Bruno Marchal wrote:
> Le 23-oct.-06, à 15:58, David Nyman a écrit :
> >
> > Bruno Marchal wrote:
> >
> >> Here I disagree, or if you want make that distinction (introduced by
> >> Peter), you can sum up the conclusion of the UD Argument by:
> >>
> >> Computationalism entails COMP.
> >
> > Bruno, could you distinguish between your remarks vis-a-vis comp, that
> > on the one hand: a belief in 'primary' matter can be retained provided
> > it is not invoked in the explanation of consciousness,
> Imagine someone who has been educated during his entire childhood with
> the idea that anything moving on the road with wheels is pulled by
> invisible horses. Imagine then that becoming an adult he decides to
> study physics and thermodynamics, and got the understanding that there
> is no need to postulate invisible horses for explaining how car moves
> around.
> Would this "proves" the non existence of invisible horses? Of course
> no. From a logical point of view you can always add irrefutable
> hypotheses making some theories as redundant as you wish. The
> thermodynamician can only say that he does not need the invisible
> horses hypothesis for explaining the movement of the cars , like
> Laplace said to Napoleon that he does not need the "God hypothesis" in
> his mechanics. And then he is coherent as far as he does not use the
> God concept in is explanation.

The analogy isn't analogous. It is actually the
Platonic numbers that are the invisible horses.
No-one has ever seen a Platonic object. The "vehicle"
of mathematics is driven by the "engine" of mathematicians,
chalk, blackboards, computers etc -- all material.

> The comp hypothesis, which I insist is the same as standard
> computationalism (but put in a more precise way if only because of the
> startling consequences) entails that "primary matter", even existing,
> cannot be used to justify anything related to the subjective
> experience, and this includes any *reading* of pointer needle result of
> a physical device. So we don't need the postulate it.
> And that is a good thing because the only definition of primary matter
> I know (the one by Aristotle in his metaphysics) is already refuted by
> both
> experiments and theory (QM or just comp as well).

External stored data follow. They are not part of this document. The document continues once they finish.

//! Simulation clock with hit-stop
//!
//! One `tick` per display frame. While the freeze counter is positive the
//! mutation phase is skipped; rendering still runs.

use crate::consts::BG_TIMER_STEP;

/// What the driver should do this frame
#[derive(Debug, Clone, Copy, PartialEq, Eq)]
pub enum Step {
    /// Run sampling, simulation and effects
    Run,
    /// Hit-stop: motion sampling and rendering only
    Frozen,
}

#[derive(Debug, Clone, Default)]
pub struct SimClock {
    freeze: u32,
    bg_timer: f32,
    elapsed_ms: f64,
}

impl SimClock {
    pub fn new() -> Self {
        Self::default()
    }

    /// Advance by one display frame of `frame_ms` milliseconds
    pub fn tick(&mut self, frame_ms: f64) -> Step {
        self.elapsed_ms += frame_ms.max(0.0);
        if self.freeze > 0 {
            self.freeze -= 1;
            return Step::Frozen;
        }
        self.bg_timer += BG_TIMER_STEP;
        Step::Run
    }

    /// Request a hit-stop. A shorter request never cuts a longer one short.
    pub fn freeze_for(&mut self, ticks: u32) {
        self.freeze = self.freeze.max(ticks);
    }

    pub fn frozen_ticks(&self) -> u32 {
        self.freeze
    }

    /// Decorative animation timer, advanced only on unfrozen ticks
    pub fn bg_timer(&self) -> f32 {
        self.bg_timer
    }

    /// Wall-clock run time in milliseconds
    pub fn elapsed_ms(&self) -> f64 {
        self.elapsed_ms
    }
}
//! Keyword → icon lookup for custom items
//!
//! A static, ordered table; the first entry with a matching keyword wins.
//! Used to suggest icons for player-typed stressors and to break a sentence
//! into several items.

use crate::sim::level::{
    Color, CustomItem, InteractionMode, Language, LevelDescriptor, MusicTheme, VisualTheme,
};

/// Upper bound on items produced from one prompt
pub const MAX_PROMPT_ITEMS: usize = 8;

/// Color for items pulled in by association
const ASSOCIATED_COLOR: &str = "#F59E0B";

/// (keywords, icon). English keys are lowercase.
static STRESSORS: &[(&[&str], &str)] = &[
    // Work
    (&["boss", "manager", "ceo", "老板", "领导", "经理", "上司"], "👹"),
    (&["meeting", "call", "zoom", "会议", "开会", "周报"], "📢"),
    (&["deadline", "ddl", "urgent", "asap", "截止", "加急"], "⏰"),
    (&["email", "spam", "邮件", "消息", "回复"], "📧"),
    (&["ppt", "slides", "presentation", "汇报", "方案"], "📉"),
    (&["bug", "error", "crash", "故障", "报错", "exception"], "🪲"),
    (&["code", "python", "dev", "代码", "编程", "需求", "git"], "💻"),
    (&["salary", "money", "pay", "工资", "奖金", "钱", "穷"], "💸"),
    (&["fired", "layoff", "quit", "裁员", "辞职", "失业"], "📦"),
    (&["overtime", "996", "tired", "work", "加班", "好累", "通宵"], "🌚"),
    (&["client", "customer", "甲方", "客户", "改稿"], "😤"),
    (&["kpi", "okr", "review", "绩效", "考核"], "📊"),
    (&["interview", "resume", "面试", "简历", "找工作"], "👔"),
    (&["printer", "jam", "打印机", "卡纸"], "🖨️"),
    (&["excel", "spreadsheet", "表格", "数据"], "📑"),
    (&["colleague", "coworker", "同事", "猪队友", "甩锅"], "🤡"),
    (&["commute", "subway", "traffic", "通勤", "地铁", "堵车"], "🚌"),
    (&["monday", "周一", "星期一"], "📅"),
    (&["friday", "weekend", "周五", "周末"], "🎉"),
    // Life
    (&["rent", "bill", "房租", "房贷", "账单", "水电"], "🧾"),
    (&["chore", "clean", "家务", "打扫", "洗碗"], "🧹"),
    (&["laundry", "clothes", "洗衣服", "袜子"], "🧺"),
    (&["noise", "loud", "neighbor", "snore", "噪音", "装修", "邻居", "呼噜"], "🔊"),
    (&["repair", "broken", "leak", "维修", "漏水", "坏了"], "🔧"),
    (&["cockroach", "pest", "蟑螂", "老鼠", "蚊子"], "🪳"),
    (&["delivery", "package", "快递", "外卖"], "📦"),
    (&["weather", "rain", "天气", "下雨", "humid"], "🌧️"),
    (&["queue", "排队", "插队"], "🚶"),
    // Health
    (&["insomnia", "awake", "失眠", "睡不着", "熬夜"], "💤"),
    (&["sick", "flu", "fever", "生病", "发烧", "感冒"], "🤒"),
    (&["weight", "diet", "减肥", "长胖"], "⚖️"),
    (&["bald", "hair", "脱发", "秃头", "发际线"], "👨‍🦲"),
    (&["dentist", "tooth", "牙疼", "智齿"], "🦷"),
    (&["hospital", "doctor", "医院", "看病"], "🏥"),
    (&["neck", "back pain", "腰疼", "颈椎"], "🦴"),
    // Relationships
    (&["breakup", "divorce", "前任", "分手", "离婚"], "💔"),
    (&["lonely", "single", "单身", "孤独"], "🐕"),
    (&["fight", "argue", "吵架", "冷战"], "💢"),
    (&["husband", "wife", "partner", "老公", "老婆", "对象"], "👫"),
    (&["parents", "mom", "dad", "nag", "父母", "催婚", "唠叨"], "👪"),
    (&["baby", "kid", "child", "孩子", "带娃", "哭闹"], "🍼"),
    (&["ghosted", "ignore", "不回", "已读", "拉黑"], "👻"),
    // Tech
    (&["wifi", "slow", "lag", "断网", "卡顿", "网速"], "📶"),
    (&["battery", "phone", "手机", "没电"], "🪫"),
    (&["password", "login", "密码", "验证码"], "🔒"),
    (&["update", "loading", "更新", "重启", "转圈"], "⏳"),
    (&["scam", "fraud", "诈骗", "骗子"], "🤥"),
    (&["server", "down", "崩了", "服务器"], "🔥"),
    // School
    (&["exam", "test", "考试", "挂科", "考研"], "📝"),
    (&["homework", "study", "作业", "论文", "复习"], "📚"),
    (&["teacher", "professor", "老师", "教授", "答辩"], "👩‍🏫"),
    (&["math", "calculus", "数学", "高数"], "➗"),
    // Other
    (&["stupid", "idiot", "dumb", "傻", "蠢"], "🥴"),
    (&["reject", "deny", "拒绝", "驳回"], "🙅"),
    (&["shit", "crap", "屎", "恶心"], "💩"),
    (&["fear", "scary", "anxiety", "害怕", "焦虑", "烦躁"], "😱"),
    (&["debt", "loan", "credit", "欠款", "信用卡", "花呗"], "💳"),
    // Happy
    (&["food", "hungry", "美食", "火锅", "奶茶"], "🍔"),
    (&["beer", "wine", "干杯"], "🍺"),
    (&["game", "switch", "游戏", "上分"], "🎮"),
    (&["cat", "dog", "pet", "猫", "狗", "宠物"], "🐱"),
    (&["music", "song", "音乐", "唱歌"], "🎵"),
    (&["travel", "trip", "beach", "旅行", "度假"], "✈️"),
    (&["coffee", "latte", "咖啡"], "☕"),
    (&["movie", "film", "电影", "追剧"], "🎬"),
];

/// Icons for text nothing matched, indexed by length
static FALLBACK_ICONS: &[&str] = &[
    "👾", "💥", "💢", "💣", "🗯️", "🧱", "🎱", "🚧", "🌪️", "🔥", "🥊", "🔨", "🗿", "🦂", "🕸️",
];

/// Keywords that expand into several related items
static ASSOCIATIONS: &[(&str, &[(&str, &str)])] = &[
    ("呼噜", &[("失眠", "💤"), ("烦躁", "😤"), ("噪音", "🔊"), ("黑眼圈", "🐼")]),
    ("snore", &[("Insomnia", "💤"), ("Annoyed", "😤"), ("Noise", "🔊")]),
    ("老公", &[("做家务", "🧹"), ("臭袜子", "🧦"), ("打游戏", "🎮")]),
    ("husband", &[("Chores", "🧹"), ("Socks", "🧦")]),
    ("加班", &[("脱发", "👨‍🦲"), ("颈椎病", "🦴"), ("外卖", "🥡")]),
    ("overtime", &[("Hair Loss", "👨‍🦲"), ("Back Pain", "🦴")]),
    ("带娃", &[("辅导作业", "📝"), ("哭闹", "😭"), ("碎钞机", "💸")]),
    ("kid", &[("Homework", "📝"), ("Crying", "😭"), ("Money", "💸")]),
];

/// Generic items added when a prompt matches nothing
static PROMPT_FILLERS: &[&str] = &["烦躁", "压力", "Stress", "Noise"];

static HAPPY_KEYWORDS: &[&str] = &[
    "happy", "joy", "love", "fun", "good", "快乐", "开心", "爱", "棒", "爽", "摸鱼", "holiday",
    "vacation", "money", "rich",
];

/// Suggest an icon for a player-typed label
pub fn suggest_icon(text: &str) -> &'static str {
    let lower = text.trim().to_lowercase();

    if !lower.is_empty() {
        for (keys, icon) in STRESSORS {
            let hit = keys.iter().any(|key| {
                lower.contains(key) || (key.chars().count() > 1 && key.contains(lower.as_str()))
            });
            if hit {
                return *icon;
            }
        }
    }

    if ["?", "？", "what", "什么"].iter().any(|m| lower.contains(m)) {
        return "❓";
    }
    if ["!", "！", "fuc", "cao"].iter().any(|m| lower.contains(m)) {
        return "🤬";
    }
    FALLBACK_ICONS[text.chars().count() % FALLBACK_ICONS.len()]
}

/// Break a sentence into up to eight custom items
///
/// Every table keyword found in the prompt becomes an item, followed by its
/// associated items. Texts are unique.
pub fn expand_prompt(prompt: &str) -> Vec<CustomItem> {
    let lower = prompt.to_lowercase();
    let mut items: Vec<CustomItem> = Vec::new();
    let seen = |items: &[CustomItem], text: &str| items.iter().any(|i| i.label == text);

    for (keys, icon) in STRESSORS {
        for key in keys.iter().filter(|k| lower.contains(*k)) {
            let text: String = if key.chars().count() > 4 {
                key.chars().take(6).collect()
            } else {
                key.to_string()
            };
            if seen(&items, &text) {
                continue;
            }
            items.push(CustomItem::new(format!("auto-{text}"), text.as_str(), *icon));

            for (assoc_key, related) in ASSOCIATIONS {
                if !(key.contains(assoc_key) || assoc_key.contains(key)) {
                    continue;
                }
                for (label, icon) in related.iter() {
                    if seen(&items, label) {
                        continue;
                    }
                    let mut item = CustomItem::new(format!("assoc-{label}"), *label, *icon);
                    if let Some(color) = Color::from_hex(ASSOCIATED_COLOR) {
                        item = item.with_color(color);
                    }
                    items.push(item);
                }
            }
        }
    }

    if items.is_empty() {
        let head: String = prompt.chars().take(8).collect();
        items.push(CustomItem::new("fallback", head, suggest_icon(prompt)));
        for filler in PROMPT_FILLERS {
            items.push(CustomItem::new(
                format!("filler-{filler}"),
                *filler,
                suggest_icon(filler),
            ));
        }
    }

    items.truncate(MAX_PROMPT_ITEMS);
    items
}

/// Build a level for a free-text prompt. Items come from `expand_prompt`.
pub fn level_from_prompt(prompt: &str, language: Language) -> LevelDescriptor {
    let lower = prompt.to_lowercase();
    let happy = HAPPY_KEYWORDS.iter().any(|k| lower.contains(k));
    let zh = language == Language::Zh;

    let words: &[&str] = match (happy, zh) {
        (true, true) => &["爽!", "开心", "好耶"],
        (true, false) => &["Yay!", "Nice", "Cool"],
        (false, true) => &["滚!", "走开!", "拜拜"],
        (false, false) => &["NO!", "BYE", "GONE"],
    };

    LevelDescriptor {
        label: if zh { "AI 定制关卡" } else { "AI Custom Level" }.to_string(),
        interaction: if happy {
            InteractionMode::Capture
        } else {
            InteractionMode::Destroy
        },
        theme: if happy {
            VisualTheme::Underwater
        } else {
            VisualTheme::Destruction
        },
        tempo_bpm: if happy { 120 } else { 160 },
        music: if happy {
            MusicTheme::Arcade
        } else {
            MusicTheme::HeavyMetal
        },
        impact_words: words.iter().map(|w| w.to_string()).collect(),
        items: Vec::new(),
    }
}
//! Mood Slicer - motion-controlled slicing game core
//!
//! Core modules:
//! - `sim`: Deterministic simulation (motion sampling, targets, collisions, effects)
//! - `session`: Per-frame driver that owns all per-run state
//! - `renderer`: Presentation adapter and WebGPU vertex pipeline
//! - `content`: Static keyword-to-icon lookup for custom items
//! - `settings`: Player preferences
//! - `audio`: Sound cues and tempo-driven beat clock

pub mod audio;
pub mod content;
pub mod renderer;
pub mod session;
pub mod settings;
pub mod sim;

pub use session::{FrameInput, Session, SessionConfig};
pub use settings::{QualityPreset, Settings};

use glam::Vec2;

/// Game configuration constants
///
/// All per-tick quantities assume one logical tick per display frame.
pub mod consts {
    /// Play-field size in game-space units
    pub const FIELD_WIDTH: f32 = 1024.0;
    pub const FIELD_HEIGHT: f32 = 768.0;

    /// Downward acceleration added to vy each tick
    pub const GRAVITY: f32 = 0.35;
    /// Nominal frame duration, used when the host has no timestamp
    pub const FRAME_MS: f64 = 1000.0 / 60.0;
    /// Background animation timer advance per unfrozen tick
    pub const BG_TIMER_STEP: f32 = 16.0;

    /// Lives at the start of a run
    pub const START_LIVES: u8 = 3;

    /// Contact-to-target hit radius
    pub const HIT_RADIUS: f32 = 60.0;
    /// Targets are only hit while inside (COLLISION_TOP, FIELD_HEIGHT)
    pub const COLLISION_TOP: f32 = -50.0;

    /// Pointer: interpolate an extra contact every this many units
    pub const POINTER_STEP: f32 = 20.0;
    /// Camera: downsample factor applied to the field size
    pub const CAMERA_DOWNSAMPLE: f32 = 0.1;
    /// Camera: changed pixels needed before any contact is emitted
    pub const MIN_MOTION_CLUSTER: usize = 6;
    /// Camera: centroid must move this far (squared) to lay a trail sample
    pub const CENTROID_MIN_DIST_SQ: f32 = 50.0;
    /// Camera: energy gained per changed pixel
    pub const ENERGY_PER_PIXEL: f32 = 0.05 / 1000.0;
    /// Default sensitivity slider value
    pub const DEFAULT_SENSITIVITY: u32 = 25;
    /// Sensitivity slider range
    pub const MIN_SENSITIVITY: u32 = 1;
    pub const MAX_SENSITIVITY: u32 = 100;

    /// Trail samples start at this life and lose TRAIL_DECAY per unfrozen tick
    pub const TRAIL_LIFE: f32 = 0.5;
    pub const TRAIL_DECAY: f32 = 0.1;
    pub const MAX_TRAIL: usize = 64;

    /// Spawn policy
    pub const SPAWN_INTERVAL: u32 = 40;
    pub const SPAWN_INTERVAL_FAST: u32 = 25;
    pub const SPAWN_SPEEDUP_SCORE: u64 = 300;
    /// Chance a due spawn actually happens
    pub const SPAWN_CHANCE: f32 = 0.8;
    pub const HAZARD_CHANCE: f32 = 0.12;
    pub const MAX_LIVE_TARGETS: usize = 6;
    pub const SPAWN_INSET: f32 = 150.0;
    pub const SPAWN_DEPTH: f32 = 120.0;
    /// Targets below FIELD_HEIGHT + CULL_MARGIN are removed
    pub const CULL_MARGIN: f32 = 150.0;
    /// Base points for custom items
    pub const CUSTOM_ITEM_POINTS: i32 = 50;

    /// Scoring
    pub const COMBO_BONUS: u64 = 5;
    pub const VENT_COMBO_THRESHOLD: u32 = 5;
    pub const VENT_MULTIPLIER: f32 = 1.5;
    pub const HAZARD_MOOD_PENALTY: i64 = 10;
    pub const HAZARD_COOLDOWN_MS: f64 = 1000.0;

    /// Hit-stop (frozen ticks)
    pub const HIT_STOP_HAZARD: u32 = 8;
    pub const HIT_STOP_DESTROY: u32 = 3;

    /// Screen shake amplitudes
    pub const SHAKE_HAZARD: f32 = 25.0;
    pub const SHAKE_DESTROY: f32 = 8.0;
    pub const SHAKE_CAPTURE: f32 = 3.0;
    pub const SHAKE_DECAY: f32 = 0.9;
    pub const SHAKE_CUTOFF: f32 = 0.5;

    /// Capture ascension
    pub const CAPTURE_RISE: f32 = -3.0;
    pub const CAPTURE_DRIFT: f32 = 7.0;
    pub const CAPTURE_GROWTH: f32 = 0.1;
    pub const CAPTURE_FADE: f32 = 0.1;

    /// Damage flash
    pub const FLASH_ALPHA: f32 = 0.6;
    pub const FLASH_DECAY: f32 = 0.05;

    /// Effects
    pub const DEFAULT_PARTICLE_CAP: usize = 150;
    pub const MAX_FLOATING_TEXTS: usize = 32;
    pub const MAX_DEBRIS: usize = 32;
    pub const DEBRIS_CULL_MARGIN: f32 = 200.0;
}

/// Center of the play field
#[inline]
pub fn field_center() -> Vec2 {
    Vec2::new(consts::FIELD_WIDTH / 2.0, consts::FIELD_HEIGHT / 2.0)
}

/// Map a screen-space coordinate on a display of `display` size into game-space
#[inline]
pub fn screen_to_field(screen: Vec2, display: Vec2) -> Vec2 {
    if display.x <= 0.0 || display.y <= 0.0 {
        return screen;
    }
    Vec2::new(
        screen.x * consts::FIELD_WIDTH / display.x,
        screen.y * consts::FIELD_HEIGHT / display.y,
    )
}
impl Frame {
    /// Wrap an already downsampled and mirrored RGBA buffer
    pub fn from_rgba(width: usize, height: usize, rgba: Vec<u8>) -> Result<Self, InputError> {
        let expected = width * height * 4;
        if rgba.len() != expected {
            return Err(InputError::FrameSize {
                expected,
                actual: rgba.len(),
            });
        }
        Ok(Self { width, height, rgba })
    }

    /// Nearest-neighbour downsample of a full-size RGBA image to the sampler
    /// resolution, mirrored horizontally
    pub fn downsample_mirrored(
        src_width: usize,
        src_height: usize,
        src_rgba: &[u8],
    ) -> Result<Self, InputError> {
        let expected = src_width * src_height * 4;
        if src_rgba.len() != expected {
            return Err(InputError::FrameSize {
                expected,
                actual: src_rgba.len(),
            });
        }
        let (width, height) = sample_resolution();
        let mut rgba = vec![0u8; width * height * 4];
        if src_width == 0 || src_height == 0 {
            return Ok(Self { width, height, rgba });
        }
        for y in 0..height {
            let sy = y * src_height / height;
            for x in 0..width {
                let sx = (width - 1 - x) * src_width / width;
                let src = (sy * src_width + sx) * 4;
                let dst = (y * width + x) * 4;
                rgba[dst..dst + 4].copy_from_slice(&src_rgba[src..src + 4]);
            }
        }
        Ok(Self { width, height, rgba })
    }

    pub fn width(&self) -> usize {
        self.width
    }

    pub fn height(&self) -> usize {
        self.height
    }

    pub fn rgba(&self) -> &[u8] {
        &self.rgba
    }

    fn same_shape(&self, other: &Frame) -> bool {
        self.width == other.width && self.height == other.height
    }
}

/// Downsampled frame size used by the camera sampler
pub fn sample_resolution() -> (usize, usize) {
    (
        (FIELD_WIDTH * CAMERA_DOWNSAMPLE) as usize,
        (FIELD_HEIGHT * CAMERA_DOWNSAMPLE) as usize,
    )
}

/// Summed per-channel threshold for a sensitivity slider value.
/// Out-of-range values are pulled back onto the slider.
pub fn motion_threshold(sensitivity: u32) -> u32 {
    sensitivity.clamp(MIN_SENSITIVITY, MAX_SENSITIVITY) * 3
}

/// Pointer/touch sampler
#[derive(Debug, Clone, Default)]
pub struct PointerSampler {
    current: Option<Vec2>,
    previous: Option<Vec2>,
}

impl PointerSampler {
    /// Record the latest pointer position, already in game-space
    pub fn set_position(&mut self, pos: Vec2) {
        self.current = Some(pos);
    }

    pub fn position(&self) -> Option<Vec2> {
        self.current
    }

    fn sample(&mut self, contacts: &mut Vec<Vec2>, trail: &mut Trail) {
        let Some(current) = self.current else {
            return;
        };
        contacts.push(current);

        if let Some(previous) = self.previous {
            let delta = current - previous;
            let steps = (delta.length() / POINTER_STEP).floor() as u32;
            for i in 1..steps {
                contacts.push(previous + delta * (i as f32 / steps as f32));
            }
        }

        trail.push(current);
        self.previous = Some(current);
    }
}
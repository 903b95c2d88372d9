//! Per-frame session driver
//!
//! Owns every piece of per-run state and runs one display frame at a time:
//! clock → motion sampling → entity simulation → effects. The host feeds
//! pointer positions and camera frames in, and gets `GameEvent`s back.

use glam::Vec2;

use crate::audio::BeatClock;
use crate::consts::*;
use crate::settings::Settings;
use crate::sim::clock::{SimClock, Step};
use crate::sim::effects::Effects;
use crate::sim::level::{
    CustomItem, InteractionMode, Language, LevelDescriptor, SpawnPool, VisualTheme, session_words,
};
use crate::sim::motion::{CameraStatus, Frame, InputError, InputMode, MotionSampler, MotionSource, Trail};
use crate::sim::state::{GameEvent, GamePhase, GameState, RunState, Target};
use crate::sim::tick::{LevelRules, TickInput, tick};

/// Everything fixed for the duration of a session
#[derive(Debug, Clone)]
pub struct SessionConfig {
    pub level: LevelDescriptor,
    /// Empty → filler items spawn
    pub custom_items: Vec<CustomItem>,
    pub input_mode: InputMode,
    pub sensitivity: u32,
    pub language: Language,
    pub seed: u64,
    pub particle_cap: usize,
    pub damage_flash: bool,
}

impl SessionConfig {
    pub fn new(level: LevelDescriptor, custom_items: Vec<CustomItem>) -> Self {
        Self {
            level,
            custom_items,
            input_mode: InputMode::Pointer,
            sensitivity: DEFAULT_SENSITIVITY,
            language: Language::En,
            seed: 0,
            particle_cap: DEFAULT_PARTICLE_CAP,
            damage_flash: true,
        }
    }

    /// Apply the player's preferences
    pub fn with_settings(mut self, settings: &Settings) -> Self {
        self.input_mode = settings.input_mode;
        self.sensitivity = settings.sensitivity.clamp(MIN_SENSITIVITY, MAX_SENSITIVITY);
        self.language = settings.language;
        self.particle_cap = settings.max_particles();
        self.damage_flash = settings.effective_damage_flash();
        self
    }

    pub fn with_seed(mut self, seed: u64) -> Self {
        self.seed = seed;
        self
    }

    pub fn with_input_mode(mut self, mode: InputMode) -> Self {
        self.input_mode = mode;
        self
    }
}

/// Host input for one display frame
#[derive(Debug, Clone, Default)]
pub struct FrameInput {
    /// Time since the previous frame
    pub frame_ms: f64,
    /// Latest downsampled camera frame, if a new one is ready
    pub camera_frame: Option<Frame>,
}

impl FrameInput {
    pub fn new(frame_ms: f64) -> Self {
        Self {
            frame_ms,
            camera_frame: None,
        }
    }
}

/// Read-only view handed to the presenter after the frame's mutation
#[derive(Debug, Clone, Copy)]
pub struct SessionView<'a> {
    pub targets: &'a [Target],
    pub run: &'a RunState,
    pub effects: &'a Effects,
    pub trail: &'a Trail,
    pub theme: VisualTheme,
    pub mode: InteractionMode,
    pub bg_timer: f32,
    pub phase: GamePhase,
    pub camera: Option<&'a CameraStatus>,
}

pub struct Session {
    config: SessionConfig,
    rules: LevelRules,
    words: Vec<String>,
    state: GameState,
    clock: SimClock,
    sampler: MotionSampler,
    effects: Effects,
    beat: BeatClock,
}

impl Session {
    /// Start a fresh run
    pub fn start(config: SessionConfig) -> Self {
        log::info!(
            "Session start: level '{}' ({:?}, {:?}), {} custom items, seed {}",
            config.level.label,
            config.level.interaction,
            config.input_mode,
            config.custom_items.len(),
            config.seed
        );
        let rules = LevelRules {
            pool: SpawnPool::new(&config.level, &config.custom_items),
            mode: config.level.interaction,
        };
        let words = session_words(&config.level, config.language);
        Self {
            rules,
            words,
            state: GameState::new(config.seed),
            clock: SimClock::new(),
            sampler: MotionSampler::new(config.input_mode, config.sensitivity),
            effects: Self::fresh_effects(&config),
            beat: BeatClock::new(config.level.tempo_bpm, config.level.music),
            config,
        }
    }

    fn fresh_effects(config: &SessionConfig) -> Effects {
        // Cosmetic stream is independent of the gameplay stream
        Effects::new(config.seed ^ 0x9E37_79B9_7F4A_7C15, config.particle_cap)
            .with_flash(config.damage_flash)
    }

    /// Throw away all per-run state and start over with the same config
    pub fn reset(&mut self) {
        log::info!("Session reset");
        let camera_failure = match self.sampler.source() {
            MotionSource::Camera(c) => match c.status() {
                CameraStatus::Failed(err) => Some(err.clone()),
                _ => None,
            },
            MotionSource::Pointer(_) => None,
        };

        self.state = GameState::new(self.config.seed);
        self.clock = SimClock::new();
        self.sampler = MotionSampler::new(self.config.input_mode, self.config.sensitivity);
        self.effects = Self::fresh_effects(&self.config);
        self.beat.stop();

        // A dead camera stays dead until the host reloads
        if let Some(err) = camera_failure {
            self.sampler.camera_failed(err);
        }
    }

    /// End the session (game over or back to menu)
    pub fn end(&mut self) {
        log::info!("Session end: score {}", self.state.run.score);
        self.beat.stop();
    }

    /// Pointer/touch position in game-space
    pub fn pointer_moved(&mut self, pos: Vec2) {
        self.sampler.pointer_moved(pos);
    }

    pub fn camera_failed(&mut self, err: InputError) {
        self.sampler.camera_failed(err);
    }

    /// Run one display frame. Returns the events raised by the simulation;
    /// empty while frozen.
    pub fn tick(&mut self, input: FrameInput) -> Vec<GameEvent> {
        let step = self.clock.tick(input.frame_ms);
        self.effects.decay_flash();

        if self.state.phase == GamePhase::GameOver {
            if step == Step::Run {
                // Let the last effects play out
                self.effects.update();
                self.sampler.trail_mut().decay();
            }
            return Vec::new();
        }

        // Movement keeps charging energy through hit-stop
        let sample = self.sampler.sample(input.camera_frame);
        self.state.run.add_energy(sample.motion_volume);
        if step == Step::Frozen {
            return Vec::new();
        }

        let tick_input = TickInput {
            contacts: self.sampler.contacts(),
            now_ms: self.clock.elapsed_ms(),
        };
        tick(&mut self.state, &self.rules, &tick_input);

        let events = self.state.drain_events();
        for event in &events {
            self.effects.apply(event, &self.words);
            match event {
                GameEvent::Resolved {
                    mode: InteractionMode::Destroy,
                    ..
                } => self.clock.freeze_for(HIT_STOP_DESTROY),
                GameEvent::HazardHit { .. } => self.clock.freeze_for(HIT_STOP_HAZARD),
                GameEvent::RunTerminated => self.end(),
                _ => {}
            }
        }

        self.effects.update();
        self.sampler.trail_mut().decay();
        events
    }

    /// Beat index if a kick drum is due now
    pub fn due_kick(&mut self) -> Option<u32> {
        if self.is_over() {
            return None;
        }
        let beat = self.beat.due(self.clock.elapsed_ms())?;
        self.beat.is_kick(beat).then_some(beat)
    }

    pub fn view(&self) -> SessionView<'_> {
        let camera = match self.sampler.source() {
            MotionSource::Camera(c) => Some(c.status()),
            MotionSource::Pointer(_) => None,
        };
        SessionView {
            targets: &self.state.targets,
            run: &self.state.run,
            effects: &self.effects,
            trail: self.sampler.trail(),
            theme: self.config.level.theme,
            mode: self.rules.mode,
            bg_timer: self.clock.bg_timer(),
            phase: self.state.phase,
            camera,
        }
    }

    pub fn run(&self) -> &RunState {
        &self.state.run
    }

    pub fn phase(&self) -> GamePhase {
        self.state.phase
    }

    pub fn is_over(&self) -> bool {
        self.state.phase == GamePhase::GameOver
    }

    pub fn beat_clock(&self) -> &BeatClock {
        &self.beat
    }
}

Of course QM does not refute materialism.

> > and on the
> > other: that under comp 'matter' emerges from (what I've termed) a
> > recursively prior 1-person level. Why are these two conclusions not
> > contradictory?
> 'Matter', or the stable appearance of matter has to emerge from the
> "mathematical coherence of the computations".

Which emerge from...?

>  This is what the UDA is
> supposed to prove. Scientifically it means that you can test comp by
> comparing some self-observing discourses of digital machines (those
> corresponding to the arithmetical translation of the UDA (AUDA)) with
> empirical physics. Again this cannot disprove the ("religious") belief
> in Matter, or in any Gods, for sure.

The material world is visible, Platonia is not.

> >> You will have to attach
> >> consciousness to actual material infinite.
> >
> > Why is this the case?
> Because it is a way to prevent the UDA reasoning (at least as currently
> exibited) to proceed. It makes sense to say that some actual material
> infinity is not duplicable, for example. To be sure, the AUDA would
> still work (but could be less well motivated).

It makes sense to say that consciousness depends on levels
of emulation -- providing there is a 0-level pinned down by matter.